PANEL DISCUSSION ON FREEDOM OF INFORMATION IN THE WESTERN BALKANS IN 2022
At today’s regional panel discussion organized by the Balkan Research Network (BIRN) “Freedom
of Information in the Western Balkans in 2022”, journalists, civil society organizations and
institutions from the Northern Macedonia, Serbia, Kosovo and Montenegro shared their
experiences from the implementation of free access to public information. The director of the
Agency for the Protection of the Right to Free Access to Public Information, Plamenka Bojcheva,
took part as a panelist in the discussion.
Furthermore, the Report on “Free access to information in the Western Balkans in 2022:
“Unanswered requests” institutional monitoring-Transparency and proactivity-Third year” was
presented at the panel discussion. It was prepared by BIRN network journalists from North
Macedonia, Albania, Bosnia and Herzegovina, Kosovo, Montenegro, and Serbia.
From January to December 2022, BIRN journalists submitted 376 requests for public
information. Only 134 requests were fully answered, 15 were partially answered, while 14
requests were rejected. More than half of the requests, 213, were not answered at all (due to
the “silence of the administration”), which reflects the lack of transparency of public institutions
and their proactivity.
At the panel for free access to information, Director Bojcheva emphasized that the main
problem in North Macedonia is the silence of the administration and overcoming it represents
the Agency’s main challenge in its ongoing work.
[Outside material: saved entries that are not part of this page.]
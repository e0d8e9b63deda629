//! Logging setup for SongBridge binaries.
//!
//! One registry, two layers:
//! - daily log file under `<home>/logs/<app>.<date>.log`, the last
//!   [`MAX_LOG_FILES`] days kept, written off-thread through a non-blocking
//!   writer
//! - stderr, `debug` with `--verbose`, `warn` with `--quiet`
//!
//! `RUST_LOG` overrides the default filter for both layers.

use anyhow::{Context, Result};
use std::fs;
use std::path::{Path, PathBuf};
use tracing_appender::non_blocking::WorkerGuard;
use tracing_appender::rolling::{RollingFileAppender, Rotation};
use tracing_subscriber::{layer::SubscriberExt, util::SubscriberInitExt, EnvFilter, Layer};

const DEFAULT_LOG_FILTER: &str = "songbridge=info,songbridge_core=info";
const VERBOSE_LOG_FILTER: &str = "songbridge=debug,songbridge_core=debug";

/// Daily files kept in the logs directory.
pub const MAX_LOG_FILES: usize = 5;

/// Environment variable that relocates the SongBridge home directory.
pub const HOME_ENV: &str = "SONGBRIDGE_HOME";

#[derive(Debug, Clone, Copy)]
pub struct LogConfig<'a> {
    /// Log file prefix.
    pub app_name: &'a str,
    pub verbose: bool,
    /// Only warnings and errors on stderr (the file still gets everything).
    pub quiet: bool,
}

/// Keeps the background log writer alive. Buffered lines are flushed when
/// this is dropped, so hold it until the process exits.
#[must_use = "dropping the guard stops file logging"]
pub struct LogGuard {
    log_dir: PathBuf,
    _worker: WorkerGuard,
}

impl LogGuard {
    pub fn log_dir(&self) -> &Path {
        &self.log_dir
    }
}

/// Install the global subscriber.
pub fn init_logging(config: LogConfig<'_>) -> Result<LogGuard> {
    let log_dir = ensure_logs_dir().context("Failed to ensure log directory")?;
    let appender = file_appender(&log_dir, config.app_name)?;
    let (file_writer, worker) = tracing_appender::non_blocking(appender);

    let default_filter = if config.verbose {
        VERBOSE_LOG_FILTER
    } else {
        DEFAULT_LOG_FILTER
    };
    let console_filter = if config.quiet {
        EnvFilter::new("warn")
    } else {
        env_filter(default_filter)
    };

    tracing_subscriber::registry()
        .with(
            tracing_subscriber::fmt::layer()
                .with_writer(file_writer)
                .with_ansi(false)
                .with_thread_names(true)
                .with_filter(env_filter(default_filter)),
        )
        .with(
            tracing_subscriber::fmt::layer()
                .with_writer(std::io::stderr)
                .with_target(false)
                .with_filter(console_filter),
        )
        .try_init()
        .context("Global tracing subscriber already installed")?;

    Ok(LogGuard {
        log_dir,
        _worker: worker,
    })
}

/// Daily rolling appender writing `<dir>/<app_name>.<date>.log`.
pub fn file_appender(dir: &Path, app_name: &str) -> Result<RollingFileAppender> {
    RollingFileAppender::builder()
        .rotation(Rotation::DAILY)
        .filename_prefix(app_name)
        .filename_suffix("log")
        .max_log_files(MAX_LOG_FILES)
        .build(dir)
        .with_context(|| format!("Failed to open log file in {}", dir.display()))
}

fn env_filter(default: &str) -> EnvFilter {
    EnvFilter::try_from_default_env().unwrap_or_else(|_| EnvFilter::new(default))
}

/// SongBridge home directory: `$SONGBRIDGE_HOME`, else `~/.songbridge`.
///
/// Falls back to `./.songbridge` when no home directory can be determined.
pub fn songbridge_home() -> PathBuf {
    if let Ok(override_path) = std::env::var(HOME_ENV) {
        if !override_path.trim().is_empty() {
            return PathBuf::from(override_path);
        }
    }
    dirs::home_dir()
        .unwrap_or_else(|| PathBuf::from("."))
        .join(".songbridge")
}

/// Logs directory: `<home>/logs`
pub fn logs_dir() -> PathBuf {
    songbridge_home().join("logs")
}

/// Ensure the logs directory exists.
pub fn ensure_logs_dir() -> Result<PathBuf> {
    let logs = logs_dir();
    fs::create_dir_all(&logs)
        .with_context(|| format!("Failed to create logs directory: {}", logs.display()))?;
    Ok(logs)
}

#[cfg(test)]
mod tests {
    use super::*;
    use std::io::Write;

    fn log_files(dir: &Path) -> Vec<String> {
        let mut names: Vec<String> = fs::read_dir(dir)
            .unwrap()
            .map(|entry| entry.unwrap().file_name().to_string_lossy().into_owned())
            .collect();
        names.sort();
        names
    }

    #[test]
    fn test_file_appender_writes_dated_file() {
        let dir = tempfile::tempdir().unwrap();
        let mut appender = file_appender(dir.path(), "songbridge").unwrap();
        appender.write_all(b"dispatch completed\n").unwrap();
        appender.flush().unwrap();

        let names = log_files(dir.path());
        assert_eq!(names.len(), 1);
        assert!(names[0].starts_with("songbridge."));
        assert!(names[0].ends_with(".log"));
        let content = fs::read_to_string(dir.path().join(&names[0])).unwrap();
        assert_eq!(content, "dispatch completed\n");
    }

    #[test]
    fn test_file_appender_appends_within_a_day() {
        let dir = tempfile::tempdir().unwrap();
        for line in ["first\n", "second\n"] {
            let mut appender = file_appender(dir.path(), "songbridge").unwrap();
            appender.write_all(line.as_bytes()).unwrap();
            appender.flush().unwrap();
        }

        let names = log_files(dir.path());
        assert_eq!(names.len(), 1);
        let content = fs::read_to_string(dir.path().join(&names[0])).unwrap();
        assert_eq!(content, "first\nsecond\n");
    }

    #[test]
    fn test_non_blocking_writer_flushes_on_guard_drop() {
        let dir = tempfile::tempdir().unwrap();
        let appender = file_appender(dir.path(), "app").unwrap();
        let (mut writer, guard) = tracing_appender::non_blocking(appender);
        writer.write_all(b"queued line\n").unwrap();
        drop(guard);

        let names = log_files(dir.path());
        assert_eq!(names.len(), 1);
        let content = fs::read_to_string(dir.path().join(&names[0])).unwrap();
        assert_eq!(content, "queued line\n");
    }
}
“When an applicant submits a request for access to public information, the institutions do not
respond within the legally prescribed deadline. Our aim is to change this with regular training
held for the officials that receive the requests. Political will plays a very important role in this
issue, too. What we, as an Agency, are trying to achieve even though we lack resources, is to
overcome that issue by building institutional standards,” said Bojcheva.
The other panelists pointed out that the institutions prefer to remain silent or partially answer
to the requests, but do not always give full access to the requested information, especially to
requests submitted by journalists.
The second part of the panel discussion was dedicated to the Open Government Partnership,
the problems and perspectives, where the panelists pointed out that the three most important
challenges facing the Balkan countries are combat against corruption, lack of open civil space,
and institutional trust. It was also emphasized that this process should not depend on the
personal commitments of a limited number of people, both in the institutions and among the
representatives of the civil sector, nor on the political will of the authorities.